Efficient AI Backbones including GhostNet, TNT and MLP, developed by Huawei Noah's Ark Lab.

4.07k stars 708 forks source link

Closed onlinehuazai closed 2 months ago

onlinehuazai commented 2 years ago

ViG必须固定图像尺寸吗？每张图片resize到相同尺寸？

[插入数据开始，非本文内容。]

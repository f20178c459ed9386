use std::collections::BTreeMap;
use std::time::Duration;

use serde::{Deserialize, Serialize};
use serde_json::Value;

pub const WORKER_ARGUMENTS_KEY: &str = "worker_arguments";

/// A single entry of `worker_arguments`.
///
/// Clients split a command line on whitespace and send strings, but JSON
/// integers are accepted too and treated as their decimal text.
#[derive(Debug, Clone, Serialize, Deserialize, PartialEq, Eq)]
#[serde(untagged)]
pub enum WorkerArgument {
    Text(String),
    Integer(i64),
}

impl WorkerArgument {
    pub fn as_text(&self) -> String {
        match self {
            Self::Text(value) => value.clone(),
            Self::Integer(value) => value.to_string(),
        }
    }
}

#[derive(Debug, Clone, Serialize, Deserialize, PartialEq)]
pub struct WorkerEvent {
    pub worker_arguments: Vec<WorkerArgument>,
    #[serde(flatten)]
    pub extra: BTreeMap<String, Value>,
}

impl WorkerEvent {
    pub fn argument(&self, index: usize) -> Option<String> {
        self.worker_arguments.get(index).map(WorkerArgument::as_text)
    }
}

#[derive(Debug, Clone, Copy, Serialize, Deserialize, PartialEq, Eq)]
pub enum ComputeStatus {
    Success,
    Failure,
}

impl ComputeStatus {
    pub fn as_str(self) -> &'static str {
        match self {
            Self::Success => "Success",
            Self::Failure => "Failure",
        }
    }
}

/// Response returned to the grid agent. Every value is a string on the wire.
#[derive(Debug, Clone, Serialize, Deserialize, PartialEq, Eq)]
pub struct WorkerResponse {
    pub result: ComputeStatus,
    pub compute_time_ms: String,
    pub check: String,
}

impl WorkerResponse {
    pub fn new(result: ComputeStatus, compute_time: Duration, check: impl ToString) -> Self {
        Self {
            result,
            compute_time_ms: compute_time.as_millis().to_string(),
            check: check.to_string(),
        }
    }
}

#[derive(Debug, Clone, PartialEq, Eq)]
pub struct ValidationError {
    message: String,
}

impl ValidationError {
    pub fn new(message: impl Into<String>) -> Self {
        Self {
            message: message.into(),
        }
    }

    pub fn message(&self) -> &str {
        &self.message
    }
}

impl std::fmt::Display for ValidationError {
    fn fmt(&self, f: &mut std::fmt::Formatter<'_>) -> std::fmt::Result {
        f.write_str(&self.message)
    }
}

impl std::error::Error for ValidationError {}

pub fn parse_worker_event(event: Value) -> Result<WorkerEvent, ValidationError> {
    let Some(object) = event.as_object() else {
        return Err(ValidationError::new("Worker event must be a JSON object"));
    };

    match object.get(WORKER_ARGUMENTS_KEY) {
        None => {
            return Err(ValidationError::new(format!(
                "Worker event is missing '{WORKER_ARGUMENTS_KEY}'"
            )));
        }
        Some(Value::Array(values)) if values.is_empty() => {
            return Err(ValidationError::new(format!(
                "'{WORKER_ARGUMENTS_KEY}' must contain at least one argument"
            )));
        }
        Some(Value::Array(_)) => {}
        Some(_) => {
            return Err(ValidationError::new(format!(
                "'{WORKER_ARGUMENTS_KEY}' must be a list"
            )));
        }
    }

    serde_json::from_value(event)
        .map_err(|error| ValidationError::new(format!("Malformed worker event: {error}")))
}

#[cfg(test)]
mod tests {
    use serde_json::json;

    use super::*;

    #[test]
    fn parses_string_and_integer_arguments() {
        let event = parse_worker_event(json!({
            "worker_arguments": ["1000", 1, " 2 "],
            "task_id": "task-7",
        }))
        .expect("event should parse");

        assert_eq!(event.argument(0).as_deref(), Some("1000"));
        assert_eq!(event.argument(1).as_deref(), Some("1"));
        assert_eq!(event.argument(2).as_deref(), Some(" 2 "));
        assert_eq!(event.argument(3), None);
        assert_eq!(event.extra.get("task_id"), Some(&json!("task-7")));
    }

    #[test]
    fn rejects_missing_worker_arguments() {
        let error = parse_worker_event(json!({"task_id": "task-7"}))
            .expect_err("missing arguments should fail");
        assert_eq!(error.message(), "Worker event is missing 'worker_arguments'");
    }

    #[test]
    fn rejects_empty_or_non_list_arguments() {
        let empty = parse_worker_event(json!({"worker_arguments": []}))
            .expect_err("empty arguments should fail");
        assert!(empty.message().contains("at least one argument"));

        let scalar = parse_worker_event(json!({"worker_arguments": "1000"}))
            .expect_err("scalar arguments should fail");
        assert!(scalar.message().contains("must be a list"));

        let not_object =
            parse_worker_event(json!(["1000"])).expect_err("array event should fail");
        assert_eq!(not_object.message(), "Worker event must be a JSON object");
    }

    #[test]
    fn rejects_arguments_of_unsupported_type() {
        let error = parse_worker_event(json!({"worker_arguments": [{"ms": 5}]}))
            .expect_err("object argument should fail");
        assert!(error.message().starts_with("Malformed worker event"));
    }

    #[test]
    fn response_serializes_every_field_as_string() {
        let response =
            WorkerResponse::new(ComputeStatus::Success, Duration::from_millis(1_203), 1_200u64);
        let value = serde_json::to_value(&response).expect("response should serialize");

        assert_eq!(
            value,
            json!({
                "result": "Success",
                "compute_time_ms": "1203",
                "check": "1200",
            })
        );
    }
}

能不能每张图片尺寸不同，patch不同，构件图的时候结点数量也不同

iamhankai commented 2 years ago

可以不同尺寸，在目标检测中就是这样

onlinehuazai commented 2 years ago

可以不同尺寸，在目标检测中就是这样

每张图片划分的的结点都不同吗，请问有相关资料吗

iamhankai commented 2 years ago

onlinehuazai commented 2 years ago

#133 (comment)

训练的时候能不固定尺寸吗吗，每个图的结点数量不固定

iamhankai commented 2 years ago

每个batch内部不同图片尺寸要一致，通过resize或padding让他们一致；不同batch可以不一致。

0xf21 commented 2 years ago

你好，我有3个问题：

你们是否试过ViT划分patch的方法？有的话对比效果如何？
论文的Figure 4: Visualization of the constructed graph structure. (b)中显示第1个和第12个block都是14x14个节点，但根据ViG-Ti结构，第1个和第12个block的节点数应是56x56、7x7，对应不上14x14，如何理解？
论文的_Figure 3: Feature diversity of nodes as layer changes._这个图是怎么计算的？需要用到什么数据集来计算吗？

望解答，谢谢！

iamhankai commented 2 years ago

你有一点误解了，ViG直接划分14x14个节点，没有金字塔结构，和ViT一样。Pyramid ViG是金字塔结构的，节点数从56x56一直下降到7x7。

关于Feature diversity是根据论文的方法（Attention is not all you need: Pure attention loses rank doubly exponentially with depth）算出来的，用ImageNet数据集。

zxy1728 commented 3 months ago

#133 （评论）

训练的时候能不固定尺寸吗吗，每个图的结点数量不固定

请问这个问题您有答案了吗？是否可以每个图的结点数量不固定、尺寸也不固定呢？